Christiansen, owner of The Chocolate in Orem, received a message that power was going to be shut off at his business if he did not respond immediately with a payment. Christiansen first called Rocky Mountain Power before returning the message. He found out the person who called was a scammer.
After he discovered everything with his account at Rocky Mountain Power was on the up and up, he decided it was time to have a little fun at the expense of the scammer. He detailed the conversation on The Chocolate's Facebook page.
The scammer identified himself as Abraham and told Christiansen that he worked for the Rocky Mountain Disconnection Department a department that doesn't exist. Abraham continued in his explanation of the power payment situation and then asked if the store had received a letter on May 17 that informed him about his payment delinquency. Christiansen said he turned on the snark quickly especially since the scam artist had called in the middle of dinner.

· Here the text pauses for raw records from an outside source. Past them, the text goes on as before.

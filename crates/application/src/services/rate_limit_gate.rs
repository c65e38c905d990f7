use std::sync::Mutex;
use std::time::Duration;
use tokio::time::Instant;
use tracing::{debug, warn};

/// Process-wide request budget for one upstream service.
///
/// Every caller of an adapter shares the same gate, so the fixed-window
/// counter and the backoff deadline hold across concurrent requests. A call
/// refused by the gate never reaches the upstream.
pub struct RateLimitGate {
    name: &'static str,
    /// 0 disables the proactive window; backoff still applies
    max_requests: u32,
    window: Duration,
    default_backoff: Duration,
    state: Mutex<GateState>,
}

struct GateState {
    window_start: Instant,
    used: u32,
    blocked_until: Option<Instant>,
}

impl RateLimitGate {
    pub fn new(
        name: &'static str,
        max_requests: u32,
        window: Duration,
        default_backoff: Duration,
    ) -> Self {
        Self {
            name,
            max_requests,
            window,
            default_backoff,
            state: Mutex::new(GateState {
                window_start: Instant::now(),
                used: 0,
                blocked_until: None,
            }),
        }
    }

    /// Gate without a proactive quota, only reactive backoff.
    pub fn unlimited(name: &'static str, default_backoff: Duration) -> Self {
        Self::new(name, 0, Duration::from_secs(60), default_backoff)
    }

    pub fn name(&self) -> &'static str {
        self.name
    }

    /// Reserve one request. `Err(wait)` tells how long until a slot opens.
    pub fn try_acquire(&self) -> Result<(), Duration> {
        let now = Instant::now();
        let mut state = self.lock();

        if let Some(until) = state.blocked_until {
            if now < until {
                return Err(until - now);
            }
            state.blocked_until = None;
        }

        if self.max_requests == 0 {
            return Ok(());
        }

        if now.duration_since(state.window_start) >= self.window {
            state.window_start = now;
            state.used = 0;
        }

        if state.used >= self.max_requests {
            let reset_at = state.window_start + self.window;
            debug!(
                gate = self.name,
                used = state.used,
                "Request window exhausted"
            );
            return Err(reset_at.saturating_duration_since(now));
        }

        state.used += 1;
        Ok(())
    }

    /// Upstream said "too many requests": refuse calls for the larger of the
    /// configured backoff and the upstream's hint.
    pub fn trip(&self, retry_after: Option<Duration>) {
        let backoff = retry_after
            .map(|hint| hint.max(self.default_backoff))
            .unwrap_or(self.default_backoff);
        let until = Instant::now() + backoff;

        let mut state = self.lock();
        let extended = state.blocked_until.map_or(true, |current| until > current);
        if extended {
            state.blocked_until = Some(until);
        }

        warn!(
            gate = self.name,
            backoff_secs = backoff.as_secs(),
            "Upstream rate limit hit, backing off"
        );
    }

    pub fn is_backing_off(&self) -> bool {
        let state = self.lock();
        state
            .blocked_until
            .is_some_and(|until| Instant::now() < until)
    }

    /// Requests left in the current window; `u32::MAX` when unlimited.
    pub fn remaining(&self) -> u32 {
        if self.max_requests == 0 {
            return u32::MAX;
        }
        let state = self.lock();
        if Instant::now().duration_since(state.window_start) >= self.window {
            return self.max_requests;
        }
        self.max_requests.saturating_sub(state.used)
    }

    pub fn reset(&self) {
        let mut state = self.lock();
        state.window_start = Instant::now();
        state.used = 0;
        state.blocked_until = None;
    }

    fn lock(&self) -> std::sync::MutexGuard<'_, GateState> {
        self.state.lock().unwrap_or_else(|poisoned| poisoned.into_inner())
    }
}
use serde::Serialize;

#[derive(Debug, Serialize)]
pub struct EndpointInfo {
    pub method: &'static str,
    pub path: &'static str,
    pub description: &'static str,
}

#[derive(Debug, Serialize)]
pub struct ServiceIndex {
    pub service: &'static str,
    pub version: &'static str,
    pub cache_backend: &'static str,
    pub endpoints: Vec<EndpointInfo>,
}
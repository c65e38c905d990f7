use async_trait::async_trait;
use dashmap::DashMap;
use inforecon_application::ports::CacheStore;
use inforecon_domain::DomainError;
use std::time::Duration;
use tokio::time::Instant;
use tracing::debug;

struct MemoryEntry {
    value: Vec<u8>,
    expires_at: Instant,
}

impl MemoryEntry {
    fn is_expired(&self, now: Instant) -> bool {
        now >= self.expires_at
    }
}

/// Process-local cache store.
///
/// Expired entries are dropped lazily on read; `purge_expired` reclaims the
/// ones nobody reads again and is driven by the sweep job.
#[derive(Default)]
pub struct MemoryCacheStore {
    entries: DashMap<String, MemoryEntry>,
}

impl MemoryCacheStore {
    pub fn new() -> Self {
        Self::default()
    }

    fn sweep(&self) -> usize {
        let now = Instant::now();
        let before = self.entries.len();
        self.entries.retain(|_, entry| !entry.is_expired(now));
        let removed = before.saturating_sub(self.entries.len());
        if removed > 0 {
            debug!(removed = removed, "Purged expired cache entries");
        }
        removed
    }

    pub fn len(&self) -> usize {
        self.entries.len()
    }

    pub fn is_empty(&self) -> bool {
        self.entries.is_empty()
    }
}

#[async_trait]
impl CacheStore for MemoryCacheStore {
    async fn get(&self, key: &str) -> Result<Option<Vec<u8>>, DomainError> {
        let now = Instant::now();

        if let Some(entry) = self.entries.get(key) {
            if !entry.is_expired(now) {
                return Ok(Some(entry.value.clone()));
            }
        }

        self.entries.remove_if(key, |_, entry| entry.is_expired(now));
        Ok(None)
    }

    async fn set(&self, key: &str, value: Vec<u8>, ttl: Duration) -> Result<(), DomainError> {
        self.entries.insert(
            key.to_string(),
            MemoryEntry {
                value,
                expires_at: Instant::now() + ttl,
            },
        );
        Ok(())
    }

    async fn purge_expired(&self) -> Result<usize, DomainError> {
        Ok(self.sweep())
    }

    fn backend_name(&self) -> &'static str {
        "memory"
    }
}
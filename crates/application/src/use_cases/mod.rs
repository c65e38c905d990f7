pub mod dns;
pub mod ip;
pub mod resolved;
pub mod search;

pub use dns::GetDnsInfoUseCase;
pub use ip::{BatchIpInfoUseCase, GetIpInfoUseCase};
pub use resolved::Resolved;
pub use search::WebSearchUseCase;
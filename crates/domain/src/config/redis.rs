use serde::{Deserialize, Serialize};

/// Redis connection settings
#[derive(Debug, Clone, Deserialize, Serialize)]
pub struct RedisConfig {
    #[serde(default = "default_host")]
    pub host: String,

    #[serde(default = "default_port")]
    pub port: u16,

    #[serde(default)]
    pub password: String,

    #[serde(default)]
    pub db: u32,
}

impl RedisConfig {
    pub fn url(&self) -> String {
        if self.password.is_empty() {
            format!("redis://{}:{}/{}", self.host, self.port, self.db)
        } else {
            format!(
                "redis://:{}@{}:{}/{}",
                self.password, self.host, self.port, self.db
            )
        }
    }
}

impl Default for RedisConfig {
    fn default() -> Self {
        Self {
            host: default_host(),
            port: default_port(),
            password: String::new(),
            db: 0,
        }
    }
}

fn default_host() -> String {
    "localhost".to_string()
}

fn default_port() -> u16 {
    6379
}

"Well, I didn't get it. Did you forget to put a stamp on it?" Christiansen asked.
The scammer asked him if he was being trying to be funny, to which Christiansen again responded by explaining if a stamp wasn't on the envelope that he wouldn't receive the letter. His response seemed to frustrate Abraham.
"I think you are trying to be funny with me," Abraham responded, according to the Facebook post.
Despite Christiansen's playful responses the scammer didn't give up. He said Christiansen was two months behind on payments and that was when things got kicked up a notch.
Christiansen explained that it was impossible for the business to be behind two months because it was set up for the power company to do an auto-withdrawal - but there was a catch. The Chocolate, he explained, paid its bills with a different form of currency.
"We pay with snickerdoodles. We don't use normal currency. We pay 5,000 snickerdoodles a month," Christiansen told Abraham.
At that point, Abraham realized he had been had and disconnected the call.
Jeff Hymas with Rocky Mountain Power said Christiansen was fortunate to identify that the call was a scam. He said the company received at least eight calls per day with a customer reporting a similar phone scam and that one of those per week had fallen victim to the scam and paid what the scammers were asking.
Hymas said there are certain things to know about Rocky Mountain Power and their payment practices to help the public avoid being taken for a ride.
"We don't operate that way. We don't threaten our customers like that," Hymas said. "We work with customers who are past due on their bills to get them back on track."
Hymas said the power company does not ask for credit card numbers or cold call people about their past-due bills. Rather, the company does an automated voice mail asking customers to contact Rocky Mountain Power about their bill. Hymas said if someone has a question or if he is dealing with a legitimate Rocky Mountain Power official, the customer should end the call and then call the company's toll-free number listed on their website.
The story ended well for Christiansen. He avoided being scammed and he has notified thousands of people through his company's Facebook page about the scam to help them avoid the scammer.
To thank him for spreading the word about the scammer, Rocky Mountain Power ordered 10 dozen snickerdoodles for their employees who handle the phone calls from Rocky Mountain Power customers.